Ich bin zurzeit beruflich viel in Japan unterwegs. Das Land hat eine alternde Bevölkerung und damit ein großes Problem. Dieses Phänomen sehen wir natürlich auch in anderen Märkten und in anderen Ländern, aber in Japan ist diese Überalterung der Gesellschaft weiter fortgeschritten. Außerdem gibt es dort auch das Stigma, nicht als gebrechlich und älter wahrgenommen werden zu wollen und nicht als jemand, der etwa Hilfe benötigt.
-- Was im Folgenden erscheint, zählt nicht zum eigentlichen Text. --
//! Silent-mode JSON configuration file
//!
//! A partial-override mapping: every field is optional and only present
//! fields override defaults. Unknown keys are ignored; malformed JSON is a
//! hard pre-flight error.

use std::collections::BTreeMap;
use std::path::Path;

use serde::Deserialize;

use crate::error::{InstallerError, Result};

/// Optional overrides read from `--config-file`
#[derive(Debug, Clone, Default, Deserialize)]
pub struct ConfigFile {
    pub install_path: Option<String>,
    /// Per-component toggles, e.g. `{"examples": true, "service": false}`
    pub components: Option<BTreeMap<String, bool>>,
    pub accept_license: Option<bool>,
    pub create_shortcuts: Option<bool>,
    pub install_service: Option<bool>,
}

impl ConfigFile {
    /// Read and parse the config file as a single atomic read.
    ///
    /// Any failure aborts resolution before the pipeline touches the
    /// filesystem.
    pub fn load(path: &Path) -> Result<Self> {
        let contents =
            std::fs::read_to_string(path).map_err(|e| InstallerError::ConfigReadFailed {
                path: path.display().to_string(),
                reason: e.to_string(),
            })?;
        serde_json::from_str(&contents).map_err(|e| InstallerError::ConfigParseFailed {
            path: path.display().to_string(),
            reason: e.to_string(),
        })
    }
}

#[cfg(test)]
mod tests {
    use super::*;
    use tempfile::TempDir;

    fn write_config(temp: &TempDir, contents: &str) -> std::path::PathBuf {
        let path = temp.path().join("install.json");
        std::fs::write(&path, contents).unwrap();
        path
    }

    #[test]
    fn test_load_full_config() {
        let temp = TempDir::new().unwrap();
        let path = write_config(
            &temp,
            r#"{
                "install_path": "/opt/custom",
                "components": {"examples": true, "service": false},
                "accept_license": true,
                "create_shortcuts": false,
                "install_service": false
            }"#,
        );
        let config = ConfigFile::load(&path).unwrap();
        assert_eq!(config.install_path.as_deref(), Some("/opt/custom"));
        assert_eq!(config.accept_license, Some(true));
        assert_eq!(config.create_shortcuts, Some(false));
        let components = config.components.unwrap();
        assert_eq!(components.get("examples"), Some(&true));
        assert_eq!(components.get("service"), Some(&false));
    }

    #[test]
    fn test_load_empty_object_is_all_defaults() {
        let temp = TempDir::new().unwrap();
        let path = write_config(&temp, "{}");
        let config = ConfigFile::load(&path).unwrap();
        assert!(config.install_path.is_none());
        assert!(config.accept_license.is_none());
    }

    #[test]
    fn test_unknown_keys_are_ignored() {
        let temp = TempDir::new().unwrap();
        let path = write_config(
            &temp,
            r#"{"accept_license": true, "future_option": "whatever"}"#,
        );
        let config = ConfigFile::load(&path).unwrap();
        assert_eq!(config.accept_license, Some(true));
    }

    #[test]
    fn test_malformed_json_is_parse_error() {
        let temp = TempDir::new().unwrap();
        let path = write_config(&temp, "{not json");
        let err = ConfigFile::load(&path).unwrap_err();
        assert!(matches!(err, InstallerError::ConfigParseFailed { .. }));
    }

    #[test]
    fn test_missing_file_is_read_error() {
        let temp = TempDir::new().unwrap();
        let err = ConfigFile::load(&temp.path().join("absent.json")).unwrap_err();
        assert!(matches!(err, InstallerError::ConfigReadFailed { .. }));
    }
}
//! Payload manifest
//!
//! The fixed list of files the installer copies. The set is static and ships
//! alongside the installer binary; each entry is owned by a component so the
//! effective manifest follows the plan's selection. Missing source files are
//! a per-file warning, never a pipeline failure.

use std::collections::BTreeSet;
use std::path::{Path, PathBuf};

/// One payload file, identified by its path relative to the payload root.
/// The same relative path is reproduced under the install path.
#[derive(Debug, Clone, Copy)]
pub struct ManifestEntry {
    pub relative_path: &'static str,
    /// Component that owns this entry
    pub component: &'static str,
}

/// The full static manifest
const MANIFEST: &[ManifestEntry] = &[
    // Core application
    ManifestEntry { relative_path: "server.js", component: "core" },
    ManifestEntry { relative_path: "package.json", component: "core" },
    ManifestEntry { relative_path: "package-lock.json", component: "core" },
    ManifestEntry { relative_path: "setup.js", component: "core" },
    ManifestEntry { relative_path: "README.md", component: "core" },
    ManifestEntry { relative_path: "install.bat", component: "core" },
    ManifestEntry { relative_path: "install.sh", component: "core" },
    ManifestEntry { relative_path: "uninstall.bat", component: "core" },
    ManifestEntry { relative_path: "uninstall.sh", component: "core" },
    ManifestEntry { relative_path: "start.bat", component: "core" },
    ManifestEntry { relative_path: "start.sh", component: "core" },
    // Static web assets
    ManifestEntry { relative_path: "public/index.html", component: "core" },
    ManifestEntry { relative_path: "public/script.js", component: "core" },
    ManifestEntry { relative_path: "public/style.css", component: "core" },
    // Service integration helpers
    ManifestEntry { relative_path: "install-service.bat", component: "service" },
    ManifestEntry { relative_path: "install-service.sh", component: "service" },
    // Example configurations
    ManifestEntry { relative_path: "examples/server.properties.example", component: "examples" },
    ManifestEntry { relative_path: "examples/wrapper-config.example.json", component: "examples" },
];

/// Subdirectory created under the install path for the managed server files
pub const SERVER_WORK_DIR: &str = "minecraft-server";

/// Payload source rooted at a directory
#[derive(Debug, Clone)]
pub struct PayloadManifest {
    source_root: PathBuf,
}

impl PayloadManifest {
    pub fn new(source_root: impl Into<PathBuf>) -> Self {
        Self {
            source_root: source_root.into(),
        }
    }

    pub fn source_root(&self) -> &Path {
        &self.source_root
    }

    /// All entries, regardless of selection
    pub fn all_entries() -> &'static [ManifestEntry] {
        MANIFEST
    }

    /// Entries owned by the selected components.
    ///
    /// The `shortcuts` component carries no payload files; it only enables
    /// the shortcut registration step.
    pub fn entries_for(&self, components: &BTreeSet<String>) -> Vec<ManifestEntry> {
        MANIFEST
            .iter()
            .filter(|e| components.contains(e.component))
            .copied()
            .collect()
    }

    /// Absolute source path for an entry
    pub fn source_path(&self, entry: &ManifestEntry) -> PathBuf {
        self.source_root.join(entry.relative_path)
    }
}

#[cfg(test)]
mod tests {
    use super::*;

    fn set(ids: &[&str]) -> BTreeSet<String> {
        ids.iter().map(|s| s.to_string()).collect()
    }

    #[test]
    fn test_core_selection_excludes_service_and_examples() {
        let manifest = PayloadManifest::new("/payload");
        let entries = manifest.entries_for(&set(&["core"]));
        assert!(entries.iter().any(|e| e.relative_path == "server.js"));
        assert!(entries.iter().any(|e| e.relative_path == "public/index.html"));
        assert!(!entries.iter().any(|e| e.component == "service"));
        assert!(!entries.iter().any(|e| e.component == "examples"));
    }

    #[test]
    fn test_service_selection_adds_helper_scripts() {
        let manifest = PayloadManifest::new("/payload");
        let entries = manifest.entries_for(&set(&["core", "service"]));
        assert!(
            entries
                .iter()
                .any(|e| e.relative_path == "install-service.sh")
        );
    }

    #[test]
    fn test_source_path_joins_relative_structure() {
        let manifest = PayloadManifest::new("/payload");
        let entry = ManifestEntry {
            relative_path: "public/index.html",
            component: "core",
        };
        assert_eq!(
            manifest.source_path(&entry),
            PathBuf::from("/payload/public/index.html")
        );
    }

    #[test]
    fn test_every_entry_belongs_to_a_known_component() {
        let known = ["core", "service", "shortcuts", "examples"];
        for entry in PayloadManifest::all_entries() {
            assert!(
                known.contains(&entry.component),
                "unknown component {} for {}",
                entry.component,
                entry.relative_path
            );
        }
    }
}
Wenn die Menschen dort also eine Atemwegserkrankung haben und zusätzlichen Sauerstoff benötigen, möchten sie sich nicht der Gefahr von Stigmatisierung aussetzen, die mit einer deutlich sichtbaren nasalen Kanüle einhergeht, da diese auf ein medizintechnisches Gerät hindeutet und entsprechend unattraktiv aussieht. Die Japaner kümmern sich sehr um das Aussehen. Was wäre also, wenn man das Ganze in einer modischen Sonnenbrille integrieren könnte? Wie Sie bereits erwähnt haben, wurde das Tragen einer Brille in den 1950er und 60er Jahren nicht als cool angesehen, aber heute wird Augenschutz nicht nur wegen seine Korrektionsfunktion geschätzt, sondern auch als Modeaccessoire anerkannt. Wir können eine Kanüle entstigmatisieren, indem wir sie zu einem modischen Statement machen und dabei Materialien einsetzen, die diesen Aspekt auch noch unterlegen. Das Gleiche gilt für Hilfsmittel wie Hörgeräte. Hersteller von Hörgeräten verkleinern die Geräte fortwährend, sodass sie heutzutage nahezu unsichtbar werden. Was wäre, wenn man in die andere Richtung geht und sie zum modischen Schmuckstück am Ohr macht? Es sind diese Art von Einsichten und Ideen, die wir ebenfalls weiter erforschen möchten.